Harold Hunt of St Marys has been awarded the Medal of the Order of Australia for his service to Indigenous communities in NSW.
Mr Hunt started out as a stockman and shearer but has become one of the states leading alcoholism experts.
“I grew up in far western NSW and stopped school as soon as I knew how to read, write and do maths because I was going to be a stockman and those were the only basic skills you needed,” he said.
However, alcohol became a problem for him and in the late 1960’s he sought rehabilitation.
But, there was a silver lining to his alcoholism.
“In the 1970s the government started a program where they got half a dozen of us former alcoholics and trained us up to be counsellors,” he said.
“This became my goal, to help advise on alcoholism issues.”
From 1974 to 1976 Mr Hunt served as an alcoholism counsellor at Redfern House Community Health Centre, followed by other counselling appointments.

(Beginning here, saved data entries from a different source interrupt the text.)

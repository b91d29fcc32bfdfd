//! Attribute provider interface and synthetic providers
//!
//! The grid pulls per-cell environmental attributes through
//! [`AttributeProvider`]. Real providers wrap remote geospatial/weather
//! sources and are outside this crate; the two providers here generate
//! synthetic terrain for tests, demos and benchmarks.

use crate::core_types::EnvironmentSample;
use rand::rngs::StdRng;
use rand::{Rng, SeedableRng};

/// Provider-side failure, surfaced by the grid as a fatal generation error
#[derive(Debug, Clone, PartialEq, Eq)]
pub enum AttributeError {
    /// The backing data source has no usable record for the location
    DataUnavailable(String),
}

impl std::fmt::Display for AttributeError {
    fn fmt(&self, f: &mut std::fmt::Formatter<'_>) -> std::fmt::Result {
        match self {
            AttributeError::DataUnavailable(msg) => write!(f, "Data unavailable: {msg}"),
        }
    }
}

impl std::error::Error for AttributeError {}

/// Source of per-cell environmental attributes, keyed by geographic location.
///
/// Grids without a geographic reference query with the synthetic convention
/// `latitude = -y`, `longitude = x` (one degree per cell), so providers that
/// only care about grid structure can invert it.
pub trait AttributeProvider {
    /// Fetch the environmental attributes at a location.
    ///
    /// # Errors
    /// [`AttributeError::DataUnavailable`] when the source has no record;
    /// the grid treats this as fatal for the whole generation.
    fn get_environment(
        &self,
        latitude: f64,
        longitude: f64,
    ) -> Result<EnvironmentSample, AttributeError>;
}

/// Provider returning one sample for every location.
///
/// The synthetic counterpart of a uniform-weather scenario: every cell shares
/// the same wind, fuel and ambient conditions.
#[derive(Debug, Clone)]
pub struct UniformProvider {
    sample: EnvironmentSample,
}

impl UniformProvider {
    /// Uniform combustible terrain with default ambient conditions
    pub fn new() -> Self {
        UniformProvider {
            sample: EnvironmentSample::default(),
        }
    }

    /// Set the wind speed (m/s)
    pub fn wind_speed(mut self, wind_speed: f64) -> Self {
        self.sample.wind_speed = wind_speed;
        self
    }

    /// Set the wind direction (degrees from north)
    pub fn wind_direction(mut self, wind_direction: f64) -> Self {
        self.sample.wind_direction = wind_direction;
        self
    }

    /// Set the fuel load (0-100 %)
    pub fn fuel_load(mut self, fuel_load: f64) -> Self {
        self.sample.fuel_load = fuel_load;
        self
    }

    /// Set the ambient temperature (°C)
    pub fn temperature(mut self, temperature: f64) -> Self {
        self.sample.temperature = temperature;
        self
    }

    /// Set the relative humidity (0-100 %)
    pub fn humidity(mut self, humidity: f64) -> Self {
        self.sample.humidity = humidity;
        self
    }

    /// Set a uniform terrain elevation (m)
    pub fn elevation(mut self, elevation: f64) -> Self {
        self.sample.elevation = Some(elevation);
        self
    }
}

impl Default for UniformProvider {
    fn default() -> Self {
        Self::new()
    }
}

impl AttributeProvider for UniformProvider {
    fn get_environment(
        &self,
        _latitude: f64,
        _longitude: f64,
    ) -> Result<EnvironmentSample, AttributeError> {
        Ok(self.sample)
    }
}

/// Provider generating a coarse patchwork of random fuel regions.
///
/// The grid is divided into square regions of `region_size` cells, each
/// assigned a fuel load drawn from 1-100 % with a seeded RNG, so repeated
/// generation of the same scenario is deterministic. Expects the synthetic
/// coordinate convention (see [`AttributeProvider`]).
#[derive(Debug, Clone)]
pub struct PatchworkFuelProvider {
    width: u32,
    height: u32,
    region_size: u32,
    regions_x: u32,
    region_fuel: Vec<f64>,
    base: EnvironmentSample,
    non_combustible_below: Option<f64>,
}

impl PatchworkFuelProvider {
    /// Build a patchwork for a `width` x `height` grid.
    ///
    /// `region_size` is clamped to at least 1 cell.
    pub fn new(width: u32, height: u32, region_size: u32, seed: u64) -> Self {
        let region_size = region_size.max(1);
        let regions_x = width.div_ceil(region_size);
        let regions_y = height.div_ceil(region_size);

        let mut rng = StdRng::seed_from_u64(seed);
        let region_fuel = (0..regions_x * regions_y)
            .map(|_| f64::from(rng.random_range(1..=100)))
            .collect();

        PatchworkFuelProvider {
            width,
            height,
            region_size,
            regions_x,
            region_fuel,
            base: EnvironmentSample::default(),
            non_combustible_below: None,
        }
    }

    /// Replace the ambient conditions shared by every cell (fuel load is
    /// still taken from the patchwork)
    pub fn base_sample(mut self, base: EnvironmentSample) -> Self {
        self.base = base;
        self
    }

    /// Mark cells in regions below this fuel load (%) as non-combustible
    pub fn non_combustible_below(mut self, threshold: f64) -> Self {
        self.non_combustible_below = Some(threshold);
        self
    }

    fn fuel_at(&self, x: u32, y: u32) -> f64 {
        let region_x = x / self.region_size;
        let region_y = y / self.region_size;
        self.region_fuel[(region_y * self.regions_x + region_x) as usize]
    }
}

impl AttributeProvider for PatchworkFuelProvider {
    fn get_environment(
        &self,
        latitude: f64,
        longitude: f64,
    ) -> Result<EnvironmentSample, AttributeError> {
        let x = longitude.round();
        let y = -latitude.round();
        if x < 0.0 || y < 0.0 || x >= f64::from(self.width) || y >= f64::from(self.height) {
            return Err(AttributeError::DataUnavailable(format!(
                "({latitude}, {longitude}) maps outside the {}x{} patchwork",
                self.width, self.height
            )));
        }

        let fuel_load = self.fuel_at(x as u32, y as u32);
        let combustible = self
            .non_combustible_below
            .is_none_or(|threshold| fuel_load >= threshold);

        Ok(EnvironmentSample {
            fuel_load,
            combustible,
            ..self.base
        })
    }
}

#[cfg(test)]
mod tests {
    use super::*;

    #[test]
    fn uniform_provider_is_location_independent() {
        let provider = UniformProvider::new().wind_speed(12.0).fuel_load(80.0);
        let a = provider.get_environment(0.0, 0.0).unwrap();
        let b = provider.get_environment(-45.0, 120.0).unwrap();
        assert_eq!(a, b);
        assert_eq!(a.wind_speed, 12.0);
        assert_eq!(a.fuel_load, 80.0);
    }

    #[test]
    fn patchwork_is_deterministic_per_seed() {
        let a = PatchworkFuelProvider::new(40, 40, 10, 7);
        let b = PatchworkFuelProvider::new(40, 40, 10, 7);
        for y in 0..40 {
            for x in 0..40 {
                let (lat, lon) = (-f64::from(y), f64::from(x));
                assert_eq!(
                    a.get_environment(lat, lon).unwrap().fuel_load,
                    b.get_environment(lat, lon).unwrap().fuel_load
                );
            }
        }
    }

    #[test]
    fn patchwork_is_constant_within_a_region() {
        let provider = PatchworkFuelProvider::new(20, 20, 10, 1);
        let corner = provider.get_environment(0.0, 0.0).unwrap().fuel_load;
        assert_eq!(provider.get_environment(-9.0, 9.0).unwrap().fuel_load, corner);
    }

    #[test]
    fn patchwork_rejects_out_of_range_queries() {
        let provider = PatchworkFuelProvider::new(10, 10, 5, 1);
        assert!(provider.get_environment(-20.0, 0.0).is_err());
        assert!(provider.get_environment(5.0, 0.0).is_err());
    }

    #[test]
    fn low_fuel_regions_can_be_marked_non_combustible() {
        let provider = PatchworkFuelProvider::new(50, 50, 5, 3).non_combustible_below(40.0);
        for y in 0..50u32 {
            for x in 0..50u32 {
                let sample = provider
                    .get_environment(-f64::from(y), f64::from(x))
                    .unwrap();
                assert_eq!(sample.combustible, sample.fuel_load >= 40.0);
            }
        }
    }
}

He later became a Member of the Aboriginal Advisory Council and taught at various NSW universities about Aboriginal history, alcoholism and cross cultural communication.
Most recently, he is working with other university experts to develop a 12 step treatment of alcoholism for rehabilitation workers.
“This will be my best achievement but we are having trouble getting the project off the ground,” he said.
Mr Hunt said he hopes to continue working on alcoholism related issues for many more years to come.
“If someone gave me a team, all these issues with alcohol and talk of rising prices, we could fix. An alcoholic will buy alcohol no matter what the price, you need to help them realise there is a problem.”